Compiler Assisted Reliability Optimizations
More Info
expand_more
Abstract
Microprocessors are used in an expanding range of applications from small embedded system devices to supercomputers and mainframes. Moreover, embedded microprocessor based systems became essential in modern societies. Depending on the application domain, embedded systems have to satisfy different constraints. The major challenges today are cost, performance, energyconsumption, reliability, real-time (reactive-operation) and silicon area. In traditional computer systems some of these constraints can be less crucial than others, while performance, area and power-consumption will always remain valid constraints for embedded systems. However, in modern systems reliability has emerged as a new, highly important requirement. Among all above factors performance, power, reactive-operation and reliability can be addressed by software-only techniques that do not require any hardware modifications or additions. Such optimization techniques, however, may impact the performance and power characteristics of the system.

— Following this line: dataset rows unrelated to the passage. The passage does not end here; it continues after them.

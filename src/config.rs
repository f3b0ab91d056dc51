//! Configuration consumed by the layer and the spatial pooler.
//!
//! Parsing a configuration file is up to the caller; every struct here derives serde's
//! `Serialize` and `Deserialize` so any serde format can produce it. Missing fields fall back to
//! the defaults below.

use crate::error::{HtmError, Result};
use serde::{Deserialize, Serialize};

/// Top-level configuration of an HTM context.
#[derive(Debug, Clone, PartialEq, Serialize, Deserialize)]
#[serde(default)]
pub struct HtmConfig {
    pub layer: LayerConfig,
    pub columns: ColumnConfig,

    /// Worker threads per pipeline phase.
    pub workers: usize,
}

/// Shape of the minicolumn grid.
#[derive(Debug, Clone, Copy, PartialEq, Eq, Serialize, Deserialize)]
#[serde(default)]
pub struct LayerConfig {
    pub height: u32,
    pub width: u32,
}

/// Receptive field and competition parameters shared by all minicolumns.
#[derive(Debug, Clone, Copy, PartialEq, Serialize, Deserialize)]
#[serde(default)]
pub struct ColumnConfig {
    /// Fraction of the input area covered by one receptive field, in (0, 1].
    pub receptive_field: f32,

    /// Target fraction of active minicolumns inside any neighborhood, in [0, 1].
    pub local_activity: f32,

    /// Minimum fraction of connected, active synapses for a non-zero overlap, in [0, 1].
    pub column_complexity: f32,
}

impl Default for HtmConfig {
    fn default() -> Self {
        Self {
            layer: LayerConfig::default(),
            columns: ColumnConfig::default(),
            workers: 4,
        }
    }
}

impl Default for LayerConfig {
    fn default() -> Self {
        Self {
            height: 48,
            width: 48,
        }
    }
}

impl Default for ColumnConfig {
    fn default() -> Self {
        Self {
            receptive_field: 0.02,
            local_activity: 0.02,
            column_complexity: 0.33,
        }
    }
}

impl HtmConfig {
    /// Checks every value is inside its domain.
    pub fn validate(&self) -> Result<()> {
        if self.layer.height == 0 || self.layer.width == 0 {
            return Err(HtmError::Configuration(format!(
                "layer dimensions must be non-zero, got {}x{}",
                self.layer.height, self.layer.width
            )));
        }
        let rf = self.columns.receptive_field;
        if !(rf > 0.0 && rf <= 1.0) {
            return Err(HtmError::Configuration(format!(
                "receptive_field must be in (0, 1], got {rf}"
            )));
        }
        check_unit("local_activity", self.columns.local_activity)?;
        check_unit("column_complexity", self.columns.column_complexity)?;
        if self.workers == 0 {
            return Err(HtmError::Configuration(
                "workers must be at least 1".to_string(),
            ));
        }
        Ok(())
    }
}

fn check_unit(name: &str, value: f32) -> Result<()> {
    if (0.0..=1.0).contains(&value) {
        Ok(())
    } else {
        Err(HtmError::Configuration(format!(
            "{name} must be in [0, 1], got {value}"
        )))
    }
}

The main goal of this work is to find novel software based reliability techniques with affordable power and performance overheads. For this reason the reliability optimization methods are studied in detail and a diligent categorization of existing software techniques is proposed. The strong and the weak points of each category are carefully studied. Using the information obtained from our categorization, two novel optimization techniques for fault detection and one new optimization technique for fault recovery are proposed. Our optimization techniques minimize the required code instrumentation points while guaranteeing equivalent reliability as compared to state of the art approaches. Moreover, a generic methodology is proposed to help with the process of identifying the minimum set of code instrumentation points. For the evaluation we select a challenging baseline that consists of the best known techniques for fault detection and fault recovery found in the public literature. The experimental results on a set of biomedical benchmarks show that using the proposed design methodology and fault detection and recovery methods, the performance and power overheads are significantly reduced while the fault coverage remains in line with previously proposed and widely used methods.